*REQUIRED ACTION*
Find every line in the data that contains the word "keys". Return each of those lines.

Top of ENTRIES PROVIDED

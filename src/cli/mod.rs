//! CLI-specific utilities for border-stitch
//!
//! This module contains code specific to the command-line interface,
//! separate from the core library functionality.

pub mod logging;
pub mod progress;

pub use logging::init_logging;
pub use progress::ProgressManager;
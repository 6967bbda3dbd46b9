//! # Border-stitch CLI
//!
//! Command-line interface for the border-stitch library.
//! Connects the per-state road layers of one data year into a national network.

use anyhow::{Context, Result};
use clap::Parser;
use log::{error, info, LevelFilter};
use std::path::PathBuf;

use border_stitch::core::endpoint::dangle_layer_name;
use border_stitch::core::pipeline::focus_states;
use border_stitch::{BorderTable, FeatureStore, GeoJsonStore, StitchConfig, StitchOptions, UsStateBorders};

mod cli;

/// Command-line interface for border-stitch
#[derive(Parser)]
#[command(name = "border-stitch")]
#[command(about = "Connects per-state road networks across state borders")]
#[command(long_about = "Matches border dangles between neighboring states and writes connectors:
  border-stitch -o /data/national              # Stitch arnold_states_2016 and merge
  border-stitch -o /data/national -y 2018      # Use the 2018 datasets
  border-stitch -o /data/national --dry-run    # List states and borders that would be processed
  border-stitch -c stitch.toml --skip-merge    # Config file, connectors only

Expected layout under the output directory:
  arnold_states_<year>/XX_state_border_dangles.geojson   dangle points per state
  arnold_states_<year>/XX_s7_clip_final.geojson          final road lines per state
Produces arnold_states_<year>/connectors.geojson and arnold_merged_<year>/arnold_merged.geojson")]
#[command(version = env!("STITCH_VERSION"))]
struct Cli {
    /// Directory holding the arnold_states_<year> dataset
    #[arg(short, long)]
    output_dir: Option<PathBuf>,

    /// Data year
    #[arg(short, long)]
    year: Option<u16>,

    /// Base matching tolerance in feet
    #[arg(long)]
    tolerance_ft: Option<f64>,

    /// TOML configuration file
    #[arg(short, long)]
    config: Option<PathBuf>,

    /// Write connectors only, skip tagging, lengths and merge
    #[arg(long)]
    skip_merge: bool,

    /// Show what would be processed without writing anything
    #[arg(long)]
    dry_run: bool,

    /// Do not write a log file under <output_dir>/logs
    #[arg(long)]
    no_log_file: bool,

    /// Enable verbose logging and a progress bar
    #[arg(short, long)]
    verbose: bool,
}

/// Merge the config file (if any) with command-line values
fn build_config(cli: &Cli) -> Result<StitchConfig> {
    let mut config = match &cli.config {
        Some(path) => StitchConfig::from_file(path)
            .with_context(|| format!("Failed to load config {}", path.display()))?,
        None => StitchConfig::default(),
    };
    if let Some(dir) = &cli.output_dir {
        config.output_dir = Some(dir.clone());
    }
    if let Some(year) = cli.year {
        config.year = year;
    }
    if let Some(feet) = cli.tolerance_ft {
        config.base_tolerance_ft = feet;
    }
    if cli.skip_merge {
        config.skip_merge = true;
    }
    config.validate()?;
    config.output_dir()?;
    Ok(config)
}

fn main() {
    if let Err(e) = run() {
        if log::max_level() == LevelFilter::Off {
            // logger not initialized yet
            eprintln!("❌ Error: {e:#}");
        } else {
            error!("❌ Error: {e:#}");
        }
        std::process::exit(1);
    }
}

fn run() -> Result<()> {
    let cli = Cli::parse();
    let config = build_config(&cli)?;

    let log_file = if cli.no_log_file || cli.dry_run {
        None
    } else {
        Some(cli::logging::log_file_path(config.output_dir()?))
    };
    cli::init_logging(cli.verbose, log_file.as_deref())?;

    if cli.verbose {
        eprintln!("🦋 Border-stitch v{} starting...", env!("STITCH_VERSION"));
        if let Some(path) = &log_file {
            eprintln!("📋 Logging to: {}", path.display());
        }
    }

    if cli.dry_run {
        return show_plan(&config);
    }

    let progress = cli.verbose.then(|| cli::ProgressManager::new("🧵 Stitching state borders"));
    let options = StitchOptions {
        progress: progress.as_ref().map(|p| p.callback()),
    };

    let report = border_stitch::run(&config, &options)?;

    info!(
        "{} states processed, {} connectors written",
        report.states.len(),
        report.connectors_written
    );
    match report.merged_features {
        Some(n) => eprintln!(
            "✅ {} connectors written, {} features in merged network",
            report.connectors_written, n
        ),
        None => eprintln!("✅ {} connectors written", report.connectors_written),
    }

    Ok(())
}

/// Print the focus states and the borders each one would be matched across
fn show_plan(config: &StitchConfig) -> Result<()> {
    let dataset = config.states_dataset()?;
    let store = GeoJsonStore::open(&dataset)?;
    let tolerances = config.tolerances();

    eprintln!("🔍 [DRY RUN] Dataset: {}", dataset.display());
    for state in focus_states(&store)? {
        let borders: Vec<String> = UsStateBorders
            .bordering_states(&state)
            .into_iter()
            .filter(|n| store.exists(&dangle_layer_name(n)))
            .map(|n| format!("{n} ({} ft)", tolerances.for_pair(&state, &n)))
            .collect();
        eprintln!("  {state}: {}", borders.join(", "));
    }
    Ok(())
}
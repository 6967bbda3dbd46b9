//! Feature stores
//!
//! A store is a named collection of layers (feature classes). The pipeline
//! only needs a handful of operations, captured by [`FeatureStore`]:
//!
//! - [`GeoJsonStore`]: a directory with one `<layer>.geojson` file per layer.
//!   Every write goes to a temporary file in the same directory which is then
//!   renamed over the target, so readers never observe a half-written layer.
//! - [`MemoryStore`]: layers kept in memory, for tests and embedding.

use log::debug;
use std::collections::BTreeMap;
use std::fs::File;
use std::io::{BufReader, BufWriter, Write};
use std::path::{Path, PathBuf};
use tempfile::NamedTempFile;

use crate::core::error::{Error, Result};
use crate::core::layer::{Feature, FeatureCollection};

const LAYER_EXTENSION: &str = "geojson";

/// Layer-level operations of a geospatial datastore
pub trait FeatureStore {
    /// Names of all layers ending with `suffix`, sorted by name
    fn list_layers(&self, suffix: &str) -> Result<Vec<String>>;

    fn exists(&self, layer: &str) -> bool;

    fn read_layer(&self, layer: &str) -> Result<FeatureCollection>;

    /// Replace the content of `layer`, creating it if needed
    fn write_layer(&mut self, layer: &str, features: &FeatureCollection) -> Result<()>;

    /// Remove `layer`; removing a missing layer is not an error
    fn delete_layer(&mut self, layer: &str) -> Result<()>;

    /// Drop every layer and leave an empty store
    fn clear(&mut self) -> Result<()>;

    /// Append features to an existing layer in a single write
    fn append_features(&mut self, layer: &str, features: Vec<Feature>) -> Result<()> {
        let mut collection = self.read_layer(layer)?;
        collection.features.extend(features);
        self.write_layer(layer, &collection)
    }
}

/// Directory-backed store of GeoJSON layers
#[derive(Debug, Clone)]
pub struct GeoJsonStore {
    root: PathBuf,
}

impl GeoJsonStore {
    /// Open an existing store directory
    pub fn open(root: impl Into<PathBuf>) -> Result<Self> {
        let root = root.into();
        if !root.is_dir() {
            return Err(Error::MissingDataset(root));
        }
        Ok(Self { root })
    }

    /// Open a store directory, creating it when absent
    pub fn create(root: impl Into<PathBuf>) -> Result<Self> {
        let root = root.into();
        std::fs::create_dir_all(&root)?;
        Ok(Self { root })
    }

    /// Store rooted at `root` without touching the filesystem; the directory
    /// is only replaced by [`FeatureStore::clear`]
    pub fn at(root: impl Into<PathBuf>) -> Self {
        Self { root: root.into() }
    }

    pub fn root(&self) -> &Path {
        &self.root
    }

    fn layer_path(&self, layer: &str) -> PathBuf {
        self.root.join(format!("{layer}.{LAYER_EXTENSION}"))
    }
}

impl FeatureStore for GeoJsonStore {
    fn list_layers(&self, suffix: &str) -> Result<Vec<String>> {
        let mut layers = Vec::new();
        for entry in std::fs::read_dir(&self.root)? {
            let path = entry?.path();
            if path.extension().and_then(|e| e.to_str()) != Some(LAYER_EXTENSION) {
                continue;
            }
            if let Some(name) = path.file_stem().and_then(|s| s.to_str()) {
                if name.ends_with(suffix) {
                    layers.push(name.to_string());
                }
            }
        }
        layers.sort();
        Ok(layers)
    }

    fn exists(&self, layer: &str) -> bool {
        self.layer_path(layer).is_file()
    }

    fn read_layer(&self, layer: &str) -> Result<FeatureCollection> {
        let path = self.layer_path(layer);
        if !path.is_file() {
            return Err(Error::LayerNotFound(layer.to_string()));
        }
        let reader = BufReader::new(File::open(&path)?);
        let collection: FeatureCollection =
            serde_json::from_reader(reader).map_err(|e| Error::InvalidLayer {
                layer: layer.to_string(),
                reason: e.to_string(),
            })?;
        if collection.kind != "FeatureCollection" {
            return Err(Error::InvalidLayer {
                layer: layer.to_string(),
                reason: format!("expected FeatureCollection, found {}", collection.kind),
            });
        }
        Ok(collection)
    }

    fn write_layer(&mut self, layer: &str, features: &FeatureCollection) -> Result<()> {
        let mut tmp = NamedTempFile::new_in(&self.root)?;
        {
            let mut writer = BufWriter::new(tmp.as_file_mut());
            serde_json::to_writer(&mut writer, features)?;
            writer.flush()?;
        }
        tmp.persist(self.layer_path(layer))?;
        debug!("wrote {} features to layer {layer}", features.len());
        Ok(())
    }

    fn delete_layer(&mut self, layer: &str) -> Result<()> {
        let path = self.layer_path(layer);
        if path.exists() {
            std::fs::remove_file(path)?;
        }
        Ok(())
    }

    /// Delete the whole dataset directory and create it again
    fn clear(&mut self) -> Result<()> {
        if self.root.exists() {
            debug!("removing existing dataset {}", self.root.display());
            std::fs::remove_dir_all(&self.root)?;
        }
        std::fs::create_dir_all(&self.root)?;
        Ok(())
    }
}

/// In-memory store
#[derive(Debug, Clone, Default)]
pub struct MemoryStore {
    layers: BTreeMap<String, FeatureCollection>,
}

impl MemoryStore {
    pub fn new() -> Self {
        Self::default()
    }

    /// Insert or replace a layer
    pub fn insert(&mut self, layer: &str, features: FeatureCollection) {
        self.layers.insert(layer.to_string(), features);
    }

    pub fn get(&self, layer: &str) -> Option<&FeatureCollection> {
        self.layers.get(layer)
    }
}

impl FeatureStore for MemoryStore {
    fn list_layers(&self, suffix: &str) -> Result<Vec<String>> {
        Ok(self
            .layers
            .keys()
            .filter(|name| name.ends_with(suffix))
            .cloned()
            .collect())
    }

    fn exists(&self, layer: &str) -> bool {
        self.layers.contains_key(layer)
    }

    fn read_layer(&self, layer: &str) -> Result<FeatureCollection> {
        self.layers
            .get(layer)
            .cloned()
            .ok_or_else(|| Error::LayerNotFound(layer.to_string()))
    }

    fn write_layer(&mut self, layer: &str, features: &FeatureCollection) -> Result<()> {
        self.layers.insert(layer.to_string(), features.clone());
        Ok(())
    }

    fn delete_layer(&mut self, layer: &str) -> Result<()> {
        self.layers.remove(layer);
        Ok(())
    }

    fn clear(&mut self) -> Result<()> {
        self.layers.clear();
        Ok(())
    }
}
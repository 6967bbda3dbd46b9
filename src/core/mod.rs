//! Core library modules for border-stitch
//!
//! Data model, stores and the matching pipeline. The CLI lives in `main.rs`
//! and `cli/`.

pub mod borders;
pub mod config;
pub mod coord;
pub mod edit;
pub mod emitter;
pub mod endpoint;
pub mod error;
pub mod layer;
pub mod matcher;
pub mod pipeline;
pub mod postprocess;
pub mod resolver;
pub mod store;
//! Match resolution
//!
//! When a focus endpoint has several candidates, the one sharing its attribute
//! signature gets a 150 ft head start. A closer candidate with different
//! attributes still wins when it is more than 150 ft closer: on the NH-MA
//! border the right dangle was a few feet away with different attributes while
//! a matching one sat 200+ ft off. Ties keep the first candidate.

use crate::core::matcher::Candidate;

/// Distance credited to a candidate whose signature matches the focus endpoint
pub const SIGNATURE_BONUS_FT: f64 = 150.0;

/// Starting score; larger than any usable tolerance
const INITIAL_CLOSEST_FT: f64 = 9999.0;

/// Pick the single candidate to connect to, if any
pub fn resolve<'a>(focus_signature: &str, candidates: &'a [Candidate]) -> Option<&'a Candidate> {
    match candidates {
        [] => None,
        [only] => Some(only),
        _ => {
            let mut closest_feet = INITIAL_CLOSEST_FT;
            let mut index = 0;
            for (i, candidate) in candidates.iter().enumerate() {
                if candidate.signature == focus_signature {
                    let effective = candidate.distance_ft - SIGNATURE_BONUS_FT;
                    if effective < closest_feet {
                        closest_feet = effective;
                        index = i;
                    }
                }
                if candidate.distance_ft < closest_feet {
                    closest_feet = candidate.distance_ft;
                    index = i;
                }
            }
            candidates.get(index)
        }
    }
}
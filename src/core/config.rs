//! Run configuration
//!
//! A [`StitchConfig`] can be built from defaults, loaded from a TOML file and
//! then patched with command-line values. Border-pair tolerance widenings live
//! in a [`ToleranceTable`] that is consulted per pair; an override never
//! carries over to another border.

use serde::{Deserialize, Serialize};
use std::path::{Path, PathBuf};

use crate::core::borders::StateCode;
use crate::core::error::{Error, Result};

/// Default matching tolerance in feet
pub const DEFAULT_TOLERANCE_FT: f64 = 305.0;

/// Functional class assigned to synthetic connectors
pub const CONNECTOR_FUNC_CLASS: i64 = 990;

/// Default data year
pub const DEFAULT_YEAR: u16 = 2016;

/// A widened tolerance for one unordered pair of states
#[derive(Debug, Clone, PartialEq, Serialize, Deserialize)]
pub struct ToleranceOverride {
    pub states: [String; 2],
    pub feet: f64,
}

impl ToleranceOverride {
    fn new(a: &str, b: &str, feet: f64) -> Self {
        Self {
            states: [a.to_string(), b.to_string()],
            feet,
        }
    }

    fn matches(&self, a: &StateCode, b: &StateCode) -> bool {
        let [x, y] = &self.states;
        (x.eq_ignore_ascii_case(a.as_str()) && y.eq_ignore_ascii_case(b.as_str()))
            || (x.eq_ignore_ascii_case(b.as_str()) && y.eq_ignore_ascii_case(a.as_str()))
    }
}

/// Borders where the source layers were clipped far enough apart that the
/// base tolerance misses the true counterpart.
pub fn default_overrides() -> Vec<ToleranceOverride> {
    vec![
        ToleranceOverride::new("AR", "TN", 610.0),
        ToleranceOverride::new("KS", "MO", 615.0),
        ToleranceOverride::new("MN", "WI", 1500.0),
        ToleranceOverride::new("NY", "CT", 375.0),
        ToleranceOverride::new("CO", "NM", 350.0),
    ]
}

/// Per-pair tolerance lookup
#[derive(Debug, Clone, PartialEq)]
pub struct ToleranceTable {
    base_ft: f64,
    overrides: Vec<ToleranceOverride>,
}

impl ToleranceTable {
    pub fn new(base_ft: f64, overrides: Vec<ToleranceOverride>) -> Self {
        Self { base_ft, overrides }
    }

    /// Tolerance in feet for the border between `a` and `b`, in either order
    pub fn for_pair(&self, a: &StateCode, b: &StateCode) -> f64 {
        self.overrides
            .iter()
            .rev()
            .find(|o| o.matches(a, b))
            .map(|o| o.feet)
            .unwrap_or(self.base_ft)
    }

    pub fn base_ft(&self) -> f64 {
        self.base_ft
    }
}

impl Default for ToleranceTable {
    fn default() -> Self {
        Self::new(DEFAULT_TOLERANCE_FT, default_overrides())
    }
}

/// Configuration for a stitching run
#[derive(Debug, Clone, PartialEq, Serialize, Deserialize)]
#[serde(default)]
pub struct StitchConfig {
    /// Data year, part of the dataset names (`arnold_states_<year>`)
    pub year: u16,

    /// Directory holding the per-state dataset and receiving the merged output
    pub output_dir: Option<PathBuf>,

    /// Matching tolerance for borders without an override
    pub base_tolerance_ft: f64,

    /// Widened tolerances for specific borders
    pub overrides: Vec<ToleranceOverride>,

    /// Functional class written onto connectors
    pub connector_func_class: i64,

    /// Property name prefixes removed from the merged layer
    pub drop_field_prefixes: Vec<String>,

    /// Stop after writing connectors
    pub skip_merge: bool,
}

impl Default for StitchConfig {
    fn default() -> Self {
        Self {
            year: DEFAULT_YEAR,
            output_dir: None,
            base_tolerance_ft: DEFAULT_TOLERANCE_FT,
            overrides: default_overrides(),
            connector_func_class: CONNECTOR_FUNC_CLASS,
            drop_field_prefixes: vec!["FID_".to_string()],
            skip_merge: false,
        }
    }
}

impl StitchConfig {
    /// Load a configuration from a TOML file; missing keys take defaults
    pub fn from_file(path: &Path) -> Result<Self> {
        let text = std::fs::read_to_string(path)?;
        Self::from_toml(&text)
    }

    pub fn from_toml(text: &str) -> Result<Self> {
        let config: Self = toml::from_str(text)?;
        config.validate()?;
        Ok(config)
    }

    /// Reject tolerances and state codes that cannot be applied
    pub fn validate(&self) -> Result<()> {
        if !self.base_tolerance_ft.is_finite() || self.base_tolerance_ft <= 0.0 {
            return Err(Error::InvalidConfig(format!(
                "base tolerance must be a positive number of feet, got {}",
                self.base_tolerance_ft
            )));
        }
        for o in &self.overrides {
            for state in &o.states {
                StateCode::parse(state)?;
            }
            if !o.feet.is_finite() || o.feet <= 0.0 {
                return Err(Error::InvalidConfig(format!(
                    "tolerance for {}-{} must be a positive number of feet, got {}",
                    o.states[0], o.states[1], o.feet
                )));
            }
        }
        Ok(())
    }

    pub fn tolerances(&self) -> ToleranceTable {
        ToleranceTable::new(self.base_tolerance_ft, self.overrides.clone())
    }

    /// Resolved output directory
    pub fn output_dir(&self) -> Result<&Path> {
        self.output_dir
            .as_deref()
            .ok_or_else(|| Error::InvalidConfig("no output directory configured".to_string()))
    }

    /// Directory of the per-state dataset for the configured year
    pub fn states_dataset(&self) -> Result<PathBuf> {
        Ok(self
            .output_dir()?
            .join(format!("arnold_states_{}", self.year)))
    }

    /// Directory of the merged national dataset for the configured year
    pub fn merged_dataset(&self) -> Result<PathBuf> {
        Ok(self
            .output_dir()?
            .join(format!("arnold_merged_{}", self.year)))
    }
}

Bottom of ENTRIES PROVIDED

*THE ANSWER*
            .keys()
    /// Load a configuration from a TOML file; missing keys take defaults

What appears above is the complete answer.